Task:
Please work out how many lines in the entries below include the string "scalars", and reply with the number alone.

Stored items
===

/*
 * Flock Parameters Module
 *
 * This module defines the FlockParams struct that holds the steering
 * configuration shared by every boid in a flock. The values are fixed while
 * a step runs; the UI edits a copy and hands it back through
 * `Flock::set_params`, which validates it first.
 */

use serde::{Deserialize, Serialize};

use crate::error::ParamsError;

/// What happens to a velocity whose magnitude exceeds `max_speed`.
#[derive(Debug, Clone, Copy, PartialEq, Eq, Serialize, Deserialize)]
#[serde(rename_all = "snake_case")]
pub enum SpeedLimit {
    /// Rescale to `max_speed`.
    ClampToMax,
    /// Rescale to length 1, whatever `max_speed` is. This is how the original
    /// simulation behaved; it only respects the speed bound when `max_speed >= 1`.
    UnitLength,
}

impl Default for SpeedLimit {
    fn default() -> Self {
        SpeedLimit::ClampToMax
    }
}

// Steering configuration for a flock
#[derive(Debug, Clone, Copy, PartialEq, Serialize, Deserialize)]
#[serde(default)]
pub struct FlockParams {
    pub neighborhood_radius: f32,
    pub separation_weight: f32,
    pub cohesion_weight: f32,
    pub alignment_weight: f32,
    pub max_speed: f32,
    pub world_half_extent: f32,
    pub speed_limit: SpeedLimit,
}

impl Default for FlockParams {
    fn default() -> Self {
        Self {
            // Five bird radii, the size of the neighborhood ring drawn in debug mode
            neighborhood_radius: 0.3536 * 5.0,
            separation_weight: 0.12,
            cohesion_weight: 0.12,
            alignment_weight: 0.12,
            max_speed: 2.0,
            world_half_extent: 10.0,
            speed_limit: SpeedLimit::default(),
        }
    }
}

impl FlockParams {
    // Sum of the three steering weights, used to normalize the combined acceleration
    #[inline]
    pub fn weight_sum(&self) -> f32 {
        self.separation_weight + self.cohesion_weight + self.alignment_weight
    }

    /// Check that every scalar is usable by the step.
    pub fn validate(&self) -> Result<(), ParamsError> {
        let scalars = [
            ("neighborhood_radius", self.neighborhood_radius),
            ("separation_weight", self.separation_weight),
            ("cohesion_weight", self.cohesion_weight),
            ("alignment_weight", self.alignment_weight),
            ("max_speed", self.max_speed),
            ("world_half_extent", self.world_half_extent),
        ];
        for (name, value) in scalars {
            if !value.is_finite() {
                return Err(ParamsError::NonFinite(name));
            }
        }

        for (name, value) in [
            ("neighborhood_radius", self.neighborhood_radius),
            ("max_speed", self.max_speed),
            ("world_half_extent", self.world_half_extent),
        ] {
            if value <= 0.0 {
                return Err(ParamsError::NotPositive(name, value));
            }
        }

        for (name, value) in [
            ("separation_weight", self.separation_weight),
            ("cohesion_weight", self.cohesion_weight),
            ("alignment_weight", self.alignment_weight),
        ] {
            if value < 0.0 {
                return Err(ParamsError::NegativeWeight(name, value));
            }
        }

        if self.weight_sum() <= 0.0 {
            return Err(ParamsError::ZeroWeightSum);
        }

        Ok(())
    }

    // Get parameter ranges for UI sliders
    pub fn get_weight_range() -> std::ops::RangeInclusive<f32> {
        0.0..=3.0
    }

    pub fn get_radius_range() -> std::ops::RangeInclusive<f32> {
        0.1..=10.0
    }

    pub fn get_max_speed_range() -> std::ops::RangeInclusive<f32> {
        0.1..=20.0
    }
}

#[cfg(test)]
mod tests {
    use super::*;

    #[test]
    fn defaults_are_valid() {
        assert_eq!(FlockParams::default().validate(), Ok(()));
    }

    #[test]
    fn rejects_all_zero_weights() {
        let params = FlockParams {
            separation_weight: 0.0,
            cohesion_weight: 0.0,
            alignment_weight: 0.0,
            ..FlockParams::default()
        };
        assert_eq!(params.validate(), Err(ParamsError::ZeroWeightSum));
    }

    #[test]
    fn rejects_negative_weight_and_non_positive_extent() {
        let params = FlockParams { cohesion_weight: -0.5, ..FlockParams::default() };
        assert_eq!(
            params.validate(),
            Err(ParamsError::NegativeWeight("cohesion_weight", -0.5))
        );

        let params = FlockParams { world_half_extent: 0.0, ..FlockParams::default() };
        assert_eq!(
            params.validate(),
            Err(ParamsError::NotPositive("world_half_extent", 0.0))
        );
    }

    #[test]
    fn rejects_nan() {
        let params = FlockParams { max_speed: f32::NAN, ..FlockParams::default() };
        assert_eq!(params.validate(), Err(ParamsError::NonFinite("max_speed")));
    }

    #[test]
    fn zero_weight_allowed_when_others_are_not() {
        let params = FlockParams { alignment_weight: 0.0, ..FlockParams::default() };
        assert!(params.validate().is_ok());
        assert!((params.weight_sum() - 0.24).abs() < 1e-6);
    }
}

===

Answer section:
2